With this modified model definition, Prisma automatically maps the Comment model to the comments table in the underlying database.

Map field / column names

You can also @map a column/field name:

model Comment {
content String @map("comment_text")
email String @map("commenter_email")
type Enum @map("comment_type")
@@map("comments")
}

Map enum names and values

You can also @map an enum value, or @@map an enum:

enum Type {
Blog,
Twitter @map("comment_twitter")
@@map("comment_source_enum")
}

@map and @@map allow you to tune the shape of your Prisma Client API by decoupling model and field names from table and column names in the underlying database.

Constraint and index names

In 2.29.0 and later, you can use the map argument to define the underlying constraint and index names in the Prisma schema. This means the @id, @@id, @unique, @@unique, @index and @relation attributes now take an optional argument called map. The map argument will only be rendered in the schema if you use a name that differs from Prisma's naming convention.

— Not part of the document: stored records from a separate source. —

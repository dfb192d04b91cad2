pub mod color;
pub mod config;
pub mod constants;
pub mod draw;
pub mod error;
pub mod event;
pub mod hands;
pub mod lanes;
pub mod layout;
pub mod particles;
pub mod render;
pub mod state;
pub mod viewport;
pub mod virtual_list;
pub mod visible;

pub use color::{pick_hex, Rgb};
pub use config::RendererConfig;
pub use draw::Surface;
pub use error::{Result, VizError};
pub use event::*;
pub use hands::*;
pub use lanes::*;
pub use particles::{Particle, ParticleSystem};
pub use render::Renderer;
pub use state::*;
pub use viewport::*;
pub use virtual_list::{ListWindow, VirtualList};
pub use visible::*;
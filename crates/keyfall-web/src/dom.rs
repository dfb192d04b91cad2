use crate::constants::DEV_HOSTS;
use anyhow::anyhow;
use wasm_bindgen::closure::Closure;
use wasm_bindgen::JsCast;
use web_sys as web;

#[inline]
pub fn window_document() -> Option<web::Document> {
    web::window().and_then(|w| w.document())
}

pub fn element_by_id<T: JsCast>(id: &str) -> anyhow::Result<T> {
    let document = window_document().ok_or_else(|| anyhow!("no document"))?;
    document
        .get_element_by_id(id)
        .ok_or_else(|| anyhow!("missing #{id}"))?
        .dyn_into::<T>()
        .map_err(|e| anyhow!("#{id} has the wrong element type: {:?}", e))
}

pub fn canvas_2d(canvas: &web::HtmlCanvasElement) -> anyhow::Result<web::CanvasRenderingContext2d> {
    canvas
        .get_context("2d")
        .map_err(|e| anyhow!("getContext failed: {:?}", e))?
        .ok_or_else(|| anyhow!("2d context unavailable"))?
        .dyn_into::<web::CanvasRenderingContext2d>()
        .map_err(|e| anyhow!(format!("{:?}", e)))
}

#[inline]
pub fn device_pixel_ratio() -> f64 {
    web::window().map_or(1.0, |w| w.device_pixel_ratio())
}

pub fn sync_canvas_backing_size(canvas: &web::HtmlCanvasElement) {
    let dpr = device_pixel_ratio();
    let rect = canvas.get_bounding_client_rect();
    let w_px = (rect.width() * dpr) as u32;
    let h_px = (rect.height() * dpr) as u32;
    if canvas.width() != w_px || canvas.height() != h_px {
        canvas.set_width(w_px);
        canvas.set_height(h_px);
        log::debug!("[dom] canvas backing size {}x{}", w_px, h_px);
    }
}

/// Keep the canvas backing store matched to its CSS size times the device
/// pixel ratio across window resizes.
pub fn track_canvas_size(canvas: &web::HtmlCanvasElement) {
    sync_canvas_backing_size(canvas);
    let Some(window) = web::window() else {
        return;
    };
    let canvas_resize = canvas.clone();
    let closure = Closure::wrap(Box::new(move || {
        sync_canvas_backing_size(&canvas_resize);
    }) as Box<dyn FnMut()>);
    window
        .add_event_listener_with_callback("resize", closure.as_ref().unchecked_ref())
        .ok();
    closure.forget();
}

/// Whether the page is served from a development host.
pub fn is_dev_host() -> bool {
    web::window()
        .and_then(|w| w.location().hostname().ok())
        .is_some_and(|host| DEV_HOSTS.contains(&host.as_str()))
}

#[inline]
pub fn set_style(el: &web::HtmlElement, property: &str, value: &str) {
    let _ = el.style().set_property(property, value);
}
//! Measure strip under the canvas showing where playback is in the song.
//!
//! A long song has hundreds of measures, so only the cells overlapping the
//! strip are kept in the DOM. Cells are positioned in strip coordinates and
//! the whole track is shifted with a CSS `translateX`.

use crate::constants::{SCRUB_CELL_CLASS, SCRUB_CURRENT_CLASS};
use crate::dom::set_style;
use anyhow::anyhow;
use keyfall_core::{Event, VirtualList};
use std::ops::Range;
use wasm_bindgen::JsCast;
use web_sys as web;

struct Cell {
    offset: f64,
    width: f64,
    number: u32,
    node: Option<web::HtmlElement>,
}

pub struct ScrubBar {
    container: web::HtmlElement,
    track: web::HtmlElement,
    px_per_sec: f64,
    cells: Vec<Cell>,
    list: VirtualList,
    mounted: Range<usize>,
    current: Option<usize>,
}

impl ScrubBar {
    /// Attach to `container`, creating an inner track element to translate.
    pub fn new(container: web::HtmlElement, px_per_sec: f64) -> anyhow::Result<Self> {
        let document = container
            .owner_document()
            .ok_or_else(|| anyhow!("scrub container is detached"))?;
        let track = document
            .create_element("div")
            .map_err(|e| anyhow!("createElement failed: {:?}", e))?
            .dyn_into::<web::HtmlElement>()
            .map_err(|e| anyhow!(format!("{:?}", e)))?;
        set_style(&track, "position", "relative");
        set_style(&track, "will-change", "transform");
        container
            .append_child(&track)
            .map_err(|e| anyhow!("appendChild failed: {:?}", e))?;
        Ok(Self {
            container,
            track,
            px_per_sec,
            cells: Vec::new(),
            list: VirtualList::new(),
            mounted: 0..0,
            current: None,
        })
    }

    /// Rebuild the cells from the measures of a timeline. A measure's cell
    /// runs until the next measure, the last one until the final note ends.
    pub fn set_song(&mut self, items: &[Event]) {
        self.unmount(self.mounted.clone());
        self.mounted = 0..0;
        self.current = None;
        self.list.reset();

        let song_end = items
            .iter()
            .map(|e| e.time() + e.duration())
            .fold(0.0, f64::max);
        let starts: Vec<(f64, u32)> = items
            .iter()
            .filter_map(|e| match e {
                Event::Measure(m) => Some((m.time, m.number)),
                Event::Note(_) => None,
            })
            .collect();
        self.cells = starts
            .iter()
            .enumerate()
            .map(|(i, &(time, number))| {
                let next = starts.get(i + 1).map_or(song_end, |s| s.0);
                Cell {
                    offset: time * self.px_per_sec,
                    width: (next - time).max(0.0) * self.px_per_sec,
                    number,
                    node: None,
                }
            })
            .collect();
        log::info!("[scrub] {} measures", self.cells.len());
    }

    /// Scroll so `time` sits in the middle of the strip.
    pub fn update(&mut self, time: f64) {
        let viewport = self.container.client_width() as f64;
        let scroll = time * self.px_per_sec - viewport / 2.0;
        let window = self
            .list
            .update(&self.cells, |c| (c.offset, c.width), scroll, viewport);

        if window.range != self.mounted {
            let old = self.mounted.clone();
            let new = window.range.clone();
            for i in old.clone() {
                if !new.contains(&i) {
                    self.unmount(i..i + 1);
                }
            }
            for i in new.clone() {
                if !old.contains(&i) {
                    self.mount(i);
                }
            }
            self.mounted = new;
        }

        let current = self.cells.partition_point(|c| c.offset <= time * self.px_per_sec);
        let current = current.checked_sub(1);
        if current != self.current {
            self.mark_current(self.current, SCRUB_CELL_CLASS);
            self.mark_current(current, SCRUB_CURRENT_CLASS);
            self.current = current;
        }

        set_style(
            &self.track,
            "transform",
            &format!("translateX({}px)", window.translate_px),
        );
    }

    fn mount(&mut self, i: usize) {
        let Some(document) = self.track.owner_document() else {
            return;
        };
        let Ok(el) = document.create_element("div") else {
            return;
        };
        let Ok(el) = el.dyn_into::<web::HtmlElement>() else {
            return;
        };
        let cell = &mut self.cells[i];
        let class = if self.current == Some(i) {
            SCRUB_CURRENT_CLASS
        } else {
            SCRUB_CELL_CLASS
        };
        el.set_class_name(class);
        el.set_text_content(Some(&cell.number.to_string()));
        set_style(&el, "position", "absolute");
        set_style(&el, "left", &format!("{}px", cell.offset));
        set_style(&el, "width", &format!("{}px", cell.width));
        let _ = self.track.append_child(&el);
        cell.node = Some(el);
    }

    fn unmount(&mut self, range: Range<usize>) {
        for cell in &mut self.cells[range] {
            if let Some(node) = cell.node.take() {
                node.remove();
            }
        }
    }

    fn mark_current(&self, idx: Option<usize>, class: &str) {
        if let Some(node) = idx.and_then(|i| self.cells.get(i)).and_then(|c| c.node.as_ref()) {
            node.set_class_name(class);
        }
    }
}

Additionally, the @@id and @@unique attributes take an optional name argument that allows you to customize your Prisma client API.

Specifying @@id([firstName, lastName], name: "fullName") will allow you to do

prisma.user.findUnique({
where: { fullName: { firstName: 'Paul', lastName: 'Panther' } },
})

instead of:

prisma.user.findUnique({
where: { firstName_lastName: { firstName: 'Paul', lastName: 'Panther' } },
})

Not supported by MongoDB
Custom constraint and index names are currently not supported by MongoDB.

If you use Prisma Migrate and want to maintain your existing constraint and index names, do not immediately run prisma migrate or prisma db push. This will change any underlying constraint name that does not follow Prisma's convention. Follow the upgrade path for the Prisma Migrate workflow.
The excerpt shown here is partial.